##### Entries provided

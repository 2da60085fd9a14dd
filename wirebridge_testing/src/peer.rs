//! In-memory WebSocket pairs and the scripted remote host.

use std::time::Duration;

use futures::{SinkExt, StreamExt};
use serde_json::Value;
use tokio::{io::DuplexStream, time::timeout};
use tokio_tungstenite::{
    WebSocketStream,
    tungstenite::{Message, protocol::Role},
};

/// How long [`TestPeer::recv_json`] waits for a frame.
pub const DEFAULT_RECV_TIMEOUT: Duration = Duration::from_secs(2);

const DUPLEX_CAPACITY: usize = 64 * 1024;

/// Both ends of an in-memory WebSocket connection.
pub struct WsPair {
    /// End handed to the bridge.
    pub server: WebSocketStream<DuplexStream>,
    /// End driven by the test.
    pub client: TestPeer,
}

impl WsPair {
    /// Create a connected pair over a `tokio::io::duplex` stream. No HTTP
    /// handshake takes place.
    pub async fn new() -> Self {
        let (server_io, client_io) = tokio::io::duplex(DUPLEX_CAPACITY);
        let server = WebSocketStream::from_raw_socket(server_io, Role::Server, None).await;
        let client = WebSocketStream::from_raw_socket(client_io, Role::Client, None).await;
        Self {
            server,
            client: TestPeer::new(client),
        }
    }
}

/// Scripted remote side of a bridge connection.
pub struct TestPeer {
    ws: WebSocketStream<DuplexStream>,
    recv_timeout: Duration,
}

impl std::fmt::Debug for TestPeer {
    fn fmt(&self, f: &mut std::fmt::Formatter<'_>) -> std::fmt::Result {
        f.debug_struct("TestPeer")
            .field("recv_timeout", &self.recv_timeout)
            .finish_non_exhaustive()
    }
}

impl TestPeer {
    pub fn new(ws: WebSocketStream<DuplexStream>) -> Self {
        Self {
            ws,
            recv_timeout: DEFAULT_RECV_TIMEOUT,
        }
    }

    /// Change how long receives wait before failing.
    #[must_use]
    pub fn with_recv_timeout(mut self, limit: Duration) -> Self {
        self.recv_timeout = limit;
        self
    }

    /// Send `frame` as a text message.
    ///
    /// # Panics
    ///
    /// Panics if the connection is closed.
    pub async fn send_json(&mut self, frame: &Value) { self.send_text(&frame.to_string()).await; }

    /// Send raw text, which need not be valid JSON.
    ///
    /// # Panics
    ///
    /// Panics if the connection is closed.
    pub async fn send_text(&mut self, text: &str) {
        self.ws
            .send(Message::text(text.to_owned()))
            .await
            .expect("send frame to bridge");
    }

    /// Send raw bytes as a binary message.
    ///
    /// # Panics
    ///
    /// Panics if the connection is closed.
    pub async fn send_binary(&mut self, bytes: Vec<u8>) {
        self.ws
            .send(Message::binary(bytes))
            .await
            .expect("send binary frame to bridge");
    }

    /// Next text frame from the bridge, or `None` once the connection closed.
    ///
    /// # Panics
    ///
    /// Panics if nothing arrives within the receive timeout or a frame is not
    /// valid JSON.
    pub async fn try_recv_json(&mut self) -> Option<Value> {
        loop {
            let next = timeout(self.recv_timeout, self.ws.next())
                .await
                .expect("timed out waiting for a frame from the bridge");
            match next {
                None | Some(Err(_)) | Some(Ok(Message::Close(_))) => return None,
                Some(Ok(Message::Text(text))) => {
                    return Some(serde_json::from_str(text.as_str()).expect("bridge sent invalid JSON"));
                }
                Some(Ok(_)) => {}
            }
        }
    }

    /// Next text frame from the bridge.
    ///
    /// # Panics
    ///
    /// Panics on timeout or if the connection closed.
    pub async fn recv_json(&mut self) -> Value {
        self.try_recv_json()
            .await
            .expect("connection closed while waiting for a frame")
    }

    /// Next frame whose `Type` is not `log`.
    ///
    /// # Panics
    ///
    /// Panics on timeout or if the connection closed.
    pub async fn recv_message(&mut self) -> Value {
        loop {
            let frame = self.recv_json().await;
            if frame["Type"] != "log" {
                return frame;
            }
        }
    }

    /// Assert that nothing arrives for `window`.
    ///
    /// # Panics
    ///
    /// Panics if a frame arrives.
    pub async fn expect_silence(&mut self, window: Duration) {
        if let Ok(Some(Ok(message))) = timeout(window, self.ws.next()).await {
            panic!("expected silence, received {message:?}");
        }
    }

    /// Wait for the bridge to close the connection, returning the close
    /// frame's code if one was sent.
    ///
    /// # Panics
    ///
    /// Panics if a data frame arrives first or on timeout.
    pub async fn expect_close(&mut self) -> Option<u16> {
        let next = timeout(self.recv_timeout, self.ws.next())
            .await
            .expect("timed out waiting for close");
        match next {
            Some(Ok(Message::Close(frame))) => frame.map(|f| u16::from(f.code)),
            None | Some(Err(_)) => None,
            Some(Ok(other)) => panic!("expected close, received {other:?}"),
        }
    }

    /// Start the closing handshake.
    pub async fn close(&mut self) { let _ = self.ws.close(None).await; }
}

##########

Work to complete:
Across the data above, how many lines contain "const"? Reply with a bare number.

Answer for the task:
2